_PROBLEM TO SOLVE:_ Each record beneath this line is to be copied exactly.

***** DATASET *****

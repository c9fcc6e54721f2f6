//! Fixed counter schema tracked per sample.
//!
//! The counter set is part of the build: adding a counter is a schema
//! change, not a runtime operation. Values are always carried in
//! declared-name order.

/// Counter names, in the order they are rendered.
pub const COUNTER_NAMES: [&str; 2] = ["receive_bytes", "transmit_bytes"];

/// Number of counters tracked per sample.
pub const COUNTER_COUNT: usize = COUNTER_NAMES.len();

/// One capture of the counter set for a device at one sampling tick,
/// ordered to match [`COUNTER_NAMES`].
pub type CounterSet = [u64; COUNTER_COUNT];
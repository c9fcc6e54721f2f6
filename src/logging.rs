//! Centralized tracing setup.

use tracing_subscriber::EnvFilter;

/// Initialize stdout logging.
///
/// The level comes from `RUST_LOG`, defaulting to `info` when unset.
pub fn init() {
    let env_filter =
        EnvFilter::try_from_default_env().unwrap_or_else(|_| EnvFilter::new("info"));

    tracing_subscriber::fmt().with_env_filter(env_filter).init();
}
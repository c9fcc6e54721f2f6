use anyhow::{Context, Result};
use clap::Parser;
use std::sync::Arc;
use tokio::net::TcpListener;
use tokio::signal;
use tokio_util::sync::CancellationToken;
use tracing::{error, info};

use linkmeter::args::Args;
use linkmeter::constants::{SHUTDOWN_GRACE, WINDOW};
use linkmeter::server::AppState;
use linkmeter::{
    load_config_with_fallback, DeviceFilter, NetDevProvider, QueryEngine, RingStore, Sampler,
};

fn main() -> Result<()> {
    linkmeter::logging::init();

    let args = Args::parse();

    let rt = tokio::runtime::Builder::new_multi_thread()
        .enable_all()
        .build()?;
    rt.block_on(run(args))
}

async fn run(args: Args) -> Result<()> {
    let mut config = load_config_with_fallback(&args.config)?;
    args.apply(&mut config);

    // Configuration errors are fatal before anything starts serving.
    let filter = DeviceFilter::new(
        config.ignore_pattern.as_deref(),
        config.accept_pattern.as_deref(),
    )
    .context("invalid device filter pattern")?;

    let ring = Arc::new(RingStore::new(WINDOW));
    let provider = Arc::new(NetDevProvider::new(filter));
    let sampler = Sampler::new(provider, Arc::clone(&ring), config.device.clone());

    // Priming precedes the listener bind: a failed first fetch means the
    // server never becomes reachable.
    sampler
        .prime()
        .with_context(|| format!("priming fetch failed for device '{}'", config.device))?;

    let shutdown = CancellationToken::new();

    let sampler_shutdown = shutdown.clone();
    let mut sampler_task = tokio::spawn(async move { sampler.run(sampler_shutdown).await });

    let listener = TcpListener::bind(&config.listen)
        .await
        .with_context(|| format!("failed to bind {}", config.listen))?;
    info!(
        "monitoring {} on http://{}",
        config.device,
        listener.local_addr()?
    );

    let state = AppState {
        query: Arc::new(QueryEngine::new(ring)),
    };
    let server_shutdown = shutdown.clone();
    let server_task = tokio::spawn(linkmeter::server::run(listener, state, server_shutdown));

    let result = tokio::select! {
        _ = shutdown_signal() => {
            info!("shutdown signal received");
            Ok(())
        }
        res = &mut sampler_task => {
            let err = match res {
                Ok(Ok(())) => anyhow::anyhow!("sampling loop exited unexpectedly"),
                Ok(Err(e)) => anyhow::Error::new(e).context("sampling loop failed"),
                Err(e) => anyhow::Error::new(e).context("sampling loop panicked"),
            };
            error!("{:#}", err);
            Err(err)
        }
    };

    // Fan out cancellation, then give in-flight reads a grace period. The
    // sampling loop is not joined: it observes cancellation within one
    // tick period.
    shutdown.cancel();
    if let Ok(Ok(Err(e))) = tokio::time::timeout(SHUTDOWN_GRACE, server_task).await {
        error!("http server error during shutdown: {}", e);
    }

    info!("done");
    result
}

/// Wait for SIGINT or SIGTERM.
async fn shutdown_signal() {
    let ctrl_c = async {
        signal::ctrl_c()
            .await
            .expect("failed to install Ctrl+C handler");
    };

    #[cfg(unix)]
    let terminate = async {
        signal::unix::signal(signal::unix::SignalKind::terminate())
            .expect("failed to install signal handler")
            .recv()
            .await;
    };

    #[cfg(not(unix))]
    let terminate = std::future::pending::<()>();

    tokio::select! {
        _ = ctrl_c => {},
        _ = terminate => {},
    }
}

*****

_RESPONSE BOX:_
repository c9fcc6e54721f2f6
//! Fixed counter schema tracked per sample.
//!
//! The counter set is part of the build: adding a counter is a schema
//! change, not a runtime operation. Values are always carried in
//! declared-name order.

/// Counter names, in the order they are rendered.
pub const COUNTER_NAMES: [&str; 2] = ["receive_bytes", "transmit_bytes"];

/// Number of counters tracked per sample.
pub const COUNTER_COUNT: usize = COUNTER_NAMES.len();

/// One capture of the counter set for a device at one sampling tick,
/// ordered to match [`COUNTER_NAMES`].
pub type CounterSet = [u64; COUNTER_COUNT];
repository c9fcc6e54721f2f6
filename src/logging.rs
//! Centralized tracing setup.

use tracing_subscriber::EnvFilter;

/// Initialize stdout logging.
///
/// The level comes from `RUST_LOG`, defaulting to `info` when unset.
pub fn init() {
    let env_filter =
        EnvFilter::try_from_default_env().unwrap_or_else(|_| EnvFilter::new("info"));

    tracing_subscriber::fmt().with_env_filter(env_filter).init();
}
repository c9fcc6e54721f2f6
use anyhow::{Context, Result};
use clap::Parser;
use std::sync::Arc;
use tokio::net::TcpListener;
use tokio::signal;
use tokio_util::sync::CancellationToken;
use tracing::{error, info};

use linkmeter::args::Args;
use linkmeter::constants::{SHUTDOWN_GRACE, WINDOW};
use linkmeter::server::AppState;
use linkmeter::{
    load_config_with_fallback, DeviceFilter, NetDevProvider, QueryEngine, RingStore, Sampler,
};

fn main() -> Result<()> {
    linkmeter::logging::init();

    let args = Args::parse();

    let rt = tokio::runtime::Builder::new_multi_thread()
        .enable_all()
        .build()?;
    rt.block_on(run(args))
}

async fn run(args: Args) -> Result<()> {
    let mut config = load_config_with_fallback(&args.config)?;
    args.apply(&mut config);

    // Configuration errors are fatal before anything starts serving.
    let filter = DeviceFilter::new(
        config.ignore_pattern.as_deref(),
        config.accept_pattern.as_deref(),
    )
    .context("invalid device filter pattern")?;

    let ring = Arc::new(RingStore::new(WINDOW));
    let provider = Arc::new(NetDevProvider::new(filter));
    let sampler = Sampler::new(provider, Arc::clone(&ring), config.device.clone());

    // Priming precedes the listener bind: a failed first fetch means the
    // server never becomes reachable.
    sampler
        .prime()
        .with_context(|| format!("priming fetch failed for device '{}'", config.device))?;

    let shutdown = CancellationToken::new();

    let sampler_shutdown = shutdown.clone();
    let mut sampler_task = tokio::spawn(async move { sampler.run(sampler_shutdown).await });

    let listener = TcpListener::bind(&config.listen)
        .await
        .with_context(|| format!("failed to bind {}", config.listen))?;
    info!(
        "monitoring {} on http://{}",
        config.device,
        listener.local_addr()?
    );

    let state = AppState {
        query: Arc::new(QueryEngine::new(ring)),
    };
    let server_shutdown = shutdown.clone();
    let server_task = tokio::spawn(linkmeter::server::run(listener, state, server_shutdown));

    let result = tokio::select! {
        _ = shutdown_signal() => {
            info!("shutdown signal received");
            Ok(())
        }
        res = &mut sampler_task => {
            let err = match res {
                Ok(Ok(())) => anyhow::anyhow!("sampling loop exited unexpectedly"),
                Ok(Err(e)) => anyhow::Error::new(e).context("sampling loop failed"),
                Err(e) => anyhow::Error::new(e).context("sampling loop panicked"),
            };
            error!("{:#}", err);
            Err(err)
        }
    };

    // Fan out cancellation, then give in-flight reads a grace period. The
    // sampling loop is not joined: it observes cancellation within one
    // tick period.
    shutdown.cancel();
    if let Ok(Ok(Err(e))) = tokio::time::timeout(SHUTDOWN_GRACE, server_task).await {
        error!("http server error during shutdown: {}", e);
    }

    info!("done");
    result
}

/// Wait for SIGINT or SIGTERM.
async fn shutdown_signal() {
    let ctrl_c = async {
        signal::ctrl_c()
            .await
            .expect("failed to install Ctrl+C handler");
    };

    #[cfg(unix)]
    let terminate = async {
        signal::unix::signal(signal::unix::SignalKind::terminate())
            .expect("failed to install signal handler")
            .recv()
            .await;
    };

    #[cfg(not(unix))]
    let terminate = std::future::pending::<()>();

    tokio::select! {
        _ = ctrl_c => {},
        _ = terminate => {},
    }
}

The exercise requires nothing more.